The risks of the different investment forms

There is a big difference between investing and speculating. With investing, you fix your available money for a certain period. The goal is not to make money immediately, but later. With speculating, on the other hand, you invest your money in financial products to make a profit in the short term.

You decide which financial product you want to buy by considering which strategy suits you best. Do you want to try to earn a lot of money quickly with the necessary risks, because you do not want to tie up your money for a long time? Then you choose risky investments. If it does not matter to you that the investments have a longer term and you cannot access your money so quickly, you can choose to invest less riskily. There are more investment forms that are in between.

Different risk profiles

Investments and speculations are all about risks and returns. There are risks associated with every form of investment. If you have money at your disposal that you do not need immediately, you can easily opt for investments with a shorter or longer term to earn money with it. You are then bound to a certain investment period. This is in contrast to derivatives , which do involve a higher risk.

The risk you run with a certain investment can be higher or lower, depending on the chosen investment forms. This is clearly visible in the following pyramid;

From the top of the pyramid we can find the financial products with the highest risk. These are the derivatives. Further down the risk gradually decreases.

Beleggingsvormen risico

Risk profile as an investor

This overview is important to start from when determining a  risk profile  that suits you. You can link a risk profile to every investment and investor. This is the degree of risk that you want to take when you invest your money in something. The risk that you then accept depends on your budget and your personality traits. If you are quickly concerned about the course of your investments, it is not a good choice to enter into risky investments. Not even if a certain risk would be acceptable in financial terms. You can also say the opposite: if someone dares to take a lot of risk, that does not immediately mean that you should do so. This also has consequences for the finances. The risk of this is partly determined by what someone can afford financially.
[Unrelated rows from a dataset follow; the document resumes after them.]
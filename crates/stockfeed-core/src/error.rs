//! 도메인 값 파싱 에러.

use thiserror::Error;

/// 호출자 입력을 도메인 타입으로 바꿀 때 발생하는 에러.
///
/// 모두 I/O 이전에 검출되며 재시도 대상이 아닙니다.
#[derive(Debug, Clone, PartialEq, Eq, Error)]
pub enum CoreError {
    /// 알 수 없는 KRX API ID
    #[error("알 수 없는 API: {0}")]
    UnknownApiId(String),

    /// 지원하지 않는 뉴스 소스
    #[error("지원하지 않는 소스: {0}. 지원: naver, daum")]
    UnknownSource(String),

    /// 날짜 형식 오류
    #[error("날짜 형식이 올바르지 않습니다. (YYYYMMDD 형식, 입력: {0})")]
    InvalidDate(String),
}

pub type Result<T> = std::result::Result<T, CoreError>;
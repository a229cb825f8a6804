//! 진행 상태 조회/초기화 서비스.

use std::fmt;
use std::str::FromStr;

use serde::Serialize;
use stockfeed_core::{CoreError, NewsSource};
use stockfeed_data::{news_progress_key, KrxProgress, NewsProgress, KRX_PROGRESS_KEY};

use crate::state::CollectorState;
use crate::Result;

/// 진행 상태 대상
#[derive(Debug, Clone, Copy, PartialEq, Eq)]
pub enum ProgressTarget {
    Krx,
    News(NewsSource),
}

impl ProgressTarget {
    pub const ALL: [ProgressTarget; 3] = [
        Self::Krx,
        Self::News(NewsSource::Naver),
        Self::News(NewsSource::Daum),
    ];

    fn key(&self) -> String {
        match self {
            Self::Krx => KRX_PROGRESS_KEY.to_string(),
            Self::News(source) => news_progress_key(*source),
        }
    }
}

impl fmt::Display for ProgressTarget {
    fn fmt(&self, f: &mut fmt::Formatter<'_>) -> fmt::Result {
        match self {
            Self::Krx => f.write_str("krx"),
            Self::News(source) => write!(f, "{}", source),
        }
    }
}

impl FromStr for ProgressTarget {
    type Err = CoreError;

    fn from_str(s: &str) -> std::result::Result<Self, Self::Err> {
        if s.trim().eq_ignore_ascii_case("krx") {
            return Ok(Self::Krx);
        }
        s.parse().map(Self::News)
    }
}

/// 진행 상태 스냅샷
#[derive(Debug, Clone, Serialize)]
#[serde(tag = "target", rename_all = "snake_case")]
pub enum ProgressSnapshot {
    Krx(KrxProgress),
    News {
        source: NewsSource,
        #[serde(flatten)]
        progress: NewsProgress,
    },
}

pub struct ProgressService<'a> {
    state: &'a CollectorState,
}

impl<'a> ProgressService<'a> {
    pub fn new(state: &'a CollectorState) -> Self {
        Self { state }
    }

    pub async fn inspect(&self, target: ProgressTarget) -> ProgressSnapshot {
        let store = self.state.progress();
        match target {
            ProgressTarget::Krx => ProgressSnapshot::Krx(store.load(&target.key()).await),
            ProgressTarget::News(source) => ProgressSnapshot::News {
                source,
                progress: store.load(&target.key()).await,
            },
        }
    }

    pub async fn inspect_all(&self) -> Vec<ProgressSnapshot> {
        let mut snapshots = Vec::with_capacity(ProgressTarget::ALL.len());
        for target in ProgressTarget::ALL {
            snapshots.push(self.inspect(target).await);
        }
        snapshots
    }

    /// 진행 상태를 삭제합니다. 저장된 데이터 파일은 건드리지 않습니다.
    pub async fn reset(&self, target: ProgressTarget) -> Result<bool> {
        let removed = self.state.progress().reset(&target.key()).await?;
        tracing::info!(target = %target, removed, "진행 상태 초기화");
        Ok(removed)
    }
}

#[cfg(test)]
mod tests {
    use super::*;
    use crate::CollectorConfig;

    #[test]
    fn test_parse_target() {
        assert_eq!("KRX".parse::<ProgressTarget>(), Ok(ProgressTarget::Krx));
        assert_eq!("kakao".parse::<ProgressTarget>(), Ok(ProgressTarget::News(NewsSource::Daum)));
        assert!("yahoo".parse::<ProgressTarget>().is_err());
    }

    #[tokio::test]
    async fn test_inspect_and_reset() {
        let dir = tempfile::tempdir().unwrap();
        let state = CollectorState::new(CollectorConfig::new(dir.path()));
        let service = ProgressService::new(&state);

        let mut record = NewsProgress::default();
        record.completed_keywords.insert("증시".to_string());
        state.progress().save("news_naver", &record).await.unwrap();

        let snapshot = service.inspect(ProgressTarget::News(NewsSource::Naver)).await;
        let json = serde_json::to_value(&snapshot).unwrap();
        assert_eq!(json["target"], "news");
        assert_eq!(json["source"], "naver");
        assert_eq!(json["completed_keywords"][0], "증시");

        assert_eq!(service.inspect_all().await.len(), 3);
        assert!(service.reset(ProgressTarget::News(NewsSource::Naver)).await.unwrap());
        assert!(!service.reset(ProgressTarget::Krx).await.unwrap());
    }
}
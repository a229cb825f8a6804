//! 실행 단위 상태 객체.
//!
//! 진입점(CLI, 데몬, 테스트)이 하나 만들어 스케줄러와 서비스에 넘깁니다.
//! 설정, 수집기, 저장소 위치를 한 곳에 모아 둡니다.

use std::collections::HashMap;
use std::path::PathBuf;
use std::sync::Arc;

use stockfeed_core::{Market, NewsSource};
use stockfeed_data::{
    KakaoWebClient, KrxApiClient, KrxFetcher, NaverNewsClient, NewsFetcher, NewsSink,
    ProgressStore, SecuritySink, SnapshotSink,
};

use crate::error::CollectorError;
use crate::{CollectorConfig, Result};

/// 통합 뉴스 파일명
pub const NEWS_MERGED_FILENAME: &str = "news_merged.csv";
/// 수집 키워드 파일명
pub const KEYWORDS_FILENAME: &str = "crawl_keywords.json";

/// 수집 엔진 상태.
pub struct CollectorState {
    pub config: CollectorConfig,
    progress: ProgressStore,
    news_sink: NewsSink,
    krx_fetcher: Option<Arc<dyn KrxFetcher>>,
    news_fetchers: HashMap<NewsSource, Arc<dyn NewsFetcher>>,
}

impl CollectorState {
    /// 수집기 없이 상태를 만듭니다. 수집기는 `with_*`로 주입합니다.
    pub fn new(config: CollectorConfig) -> Self {
        let progress = ProgressStore::new(config.data_dir.join("progress"));
        let news_sink = NewsSink::new(config.news_dir().join(NEWS_MERGED_FILENAME));
        Self {
            config,
            progress,
            news_sink,
            krx_fetcher: None,
            news_fetchers: HashMap::new(),
        }
    }

    /// 설정된 자격증명으로 실제 API 클라이언트를 만듭니다.
    ///
    /// 자격증명이 없는 소스는 비워 두며, 사용할 때 설정 오류가 됩니다.
    pub fn from_config(config: CollectorConfig) -> Result<Self> {
        let mut state = Self::new(config);

        if let Some(key) = state.config.krx.api_key.clone() {
            let client = KrxApiClient::new(
                key,
                state.config.krx.base_url.clone(),
                state.config.krx.timeout(),
            )?;
            state = state.with_krx_fetcher(Arc::new(client));
        }

        let news = state.config.news.clone();
        let timeout = news.timeout();
        if let (Some(id), Some(secret)) = (news.naver_client_id, news.naver_client_secret) {
            let client = NaverNewsClient::new(id, secret, timeout)?;
            state = state.with_news_fetcher(Arc::new(client));
        }
        if let Some(key) = news.kakao_rest_api_key {
            let client = KakaoWebClient::new(key, timeout)?;
            state = state.with_news_fetcher(Arc::new(client));
        }

        Ok(state)
    }

    pub fn with_krx_fetcher(mut self, fetcher: Arc<dyn KrxFetcher>) -> Self {
        self.krx_fetcher = Some(fetcher);
        self
    }

    /// 수집기의 `source()`로 등록합니다. 같은 소스는 교체됩니다.
    pub fn with_news_fetcher(mut self, fetcher: Arc<dyn NewsFetcher>) -> Self {
        self.news_fetchers.insert(fetcher.source(), fetcher);
        self
    }

    pub fn progress(&self) -> &ProgressStore {
        &self.progress
    }

    pub fn news_sink(&self) -> &NewsSink {
        &self.news_sink
    }

    /// 수집 키워드 파일 경로
    pub fn keywords_path(&self) -> PathBuf {
        self.config.news_dir().join(KEYWORDS_FILENAME)
    }

    /// 시장별 종목 시계열 저장소 (`<data_dir>/kospi_daily`)
    pub fn daily_sink(&self, market: Market) -> SecuritySink {
        SecuritySink::new(self.config.data_dir.join(format!("{}_daily", market.as_str())))
    }

    /// 시장별 기본정보 스냅샷 저장소 (`<data_dir>/kospi_basic`)
    pub fn snapshot_sink(&self, market: Market) -> SnapshotSink {
        SnapshotSink::new(self.config.data_dir.join(format!("{}_basic", market.as_str())))
    }

    pub fn krx_fetcher(&self) -> Result<Arc<dyn KrxFetcher>> {
        self.krx_fetcher.clone().ok_or_else(|| {
            CollectorError::Config(
                "API 키가 설정되지 않았습니다. .env 파일에 KRX_API_KEY를 설정해주세요.".to_string(),
            )
        })
    }

    pub fn news_fetcher(&self, source: NewsSource) -> Result<Arc<dyn NewsFetcher>> {
        self.news_fetchers.get(&source).cloned().ok_or_else(|| {
            let required = match source {
                NewsSource::Naver => "NAVER_CLIENT_ID, NAVER_CLIENT_SECRET",
                NewsSource::Daum => "KAKAO_REST_API_KEY",
            };
            CollectorError::Config(format!("{} 필요", required))
        })
    }

    /// 자격증명이 갖춰진 뉴스 소스 (선언 순서)
    pub fn configured_news_sources(&self) -> Vec<NewsSource> {
        NewsSource::ALL
            .into_iter()
            .filter(|s| self.news_fetchers.contains_key(s))
            .collect()
    }

    pub fn has_krx(&self) -> bool {
        self.krx_fetcher.is_some()
    }
}
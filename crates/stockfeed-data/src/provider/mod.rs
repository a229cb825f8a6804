//! 데이터 Provider 모듈.
//!
//! ## KRX OPEN API
//! - `KrxApiClient`: 기준일 단위 KOSPI/KOSDAQ 일별 매매정보, 종목 기본정보
//!
//! ## 뉴스 검색 API
//! - `NaverNewsClient`: 네이버 뉴스 검색 (페이지당 100건, 최대 1000건)
//! - `KakaoWebClient`: 카카오(다음) 웹 검색 (페이지당 50건, 최대 50페이지)
//!
//! 모든 Provider는 업스트림 실패를 [`FetchOutcome`]으로 돌려줍니다.
//! 스케줄러는 아래 trait만 알고 있으므로 테스트에서는 메모리 구현으로 교체합니다.

pub mod krx_api;
pub mod news_api;

use async_trait::async_trait;
use chrono::NaiveDate;
use stockfeed_core::{FetchOutcome, KrxApiId, KrxRow, NewsItem, NewsSource};

pub use krx_api::KrxApiClient;
pub use news_api::{fetch_keyword, KakaoWebClient, NaverNewsClient, PaginationOptions};

/// KRX 기준일 데이터 수집기.
#[async_trait]
pub trait KrxFetcher: Send + Sync {
    /// 한 API의 한 기준일 전체 행을 가져옵니다.
    async fn fetch(&self, api_id: KrxApiId, date: NaiveDate) -> FetchOutcome<KrxRow>;
}

/// 뉴스 검색 수집기 (페이지 단위).
#[async_trait]
pub trait NewsFetcher: Send + Sync {
    fn source(&self) -> NewsSource;

    /// 소스가 허용하는 최대 페이지 수
    fn max_pages(&self) -> u32;

    /// 한 페이지의 최대 기사 수. 이보다 적게 오면 마지막 페이지입니다.
    fn page_size(&self) -> usize;

    /// 0부터 시작하는 `page`의 검색 결과. 키워드/날짜 필터는 호출자가 적용합니다.
    async fn fetch_page(&self, query: &str, page: u32) -> FetchOutcome<NewsItem>;
}
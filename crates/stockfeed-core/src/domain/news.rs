//! 뉴스 기사 레코드.

use serde::{Deserialize, Serialize};

/// 통합 뉴스 파일(`news_merged.csv`)의 한 행.
///
/// 필드 순서가 곧 CSV 컬럼 순서입니다: `title, link, description, pubDate, keyword`.
#[derive(Debug, Clone, Default, PartialEq, Eq, Serialize, Deserialize)]
pub struct NewsItem {
    #[serde(default)]
    pub title: String,
    #[serde(default)]
    pub link: String,
    #[serde(default)]
    pub description: String,
    /// 게시일 (YYYY-MM-DD)
    #[serde(rename = "pubDate", default)]
    pub pub_date: String,
    /// 이 기사를 수집한 검색 키워드
    #[serde(default)]
    pub keyword: String,
}

impl NewsItem {
    /// 중복 제거 기준 키 (앞뒤 공백 제거한 링크). 링크가 없으면 저장하지 않습니다.
    pub fn natural_key(&self) -> Option<&str> {
        let link = self.link.trim();
        (!link.is_empty()).then_some(link)
    }

    /// 키워드가 비어 있을 때만 채웁니다.
    pub fn with_keyword(mut self, keyword: &str) -> Self {
        if self.keyword.trim().is_empty() {
            self.keyword = keyword.to_string();
        }
        self
    }

    /// 제목/본문 요약에 검색어가 포함되는지 (대소문자 무시).
    pub fn matches_query(&self, query_lower: &str) -> bool {
        query_lower.is_empty()
            || self.title.to_lowercase().contains(query_lower)
            || self.description.to_lowercase().contains(query_lower)
    }

    /// 게시일이 `min_date`(YYYY-MM-DD) 이상인지. 날짜가 없거나 형식이 다르면 false.
    pub fn is_on_or_after(&self, min_date: &str) -> bool {
        self.pub_date.len() >= 10 && self.pub_date.as_str() >= min_date
    }
}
There are various intermediate forms of investments with a very high risk on the one hand and investments with a low risk on the other. It is often better to spread the risks by investing money in different financial products with the associated risks. It is also advisable to ask yourself a number of questions regarding the risks associated with different investment instruments, in order to follow a strategy on the basis of that. Before you can start investing, it is also necessary to draw up a risk profile, which you can then start from.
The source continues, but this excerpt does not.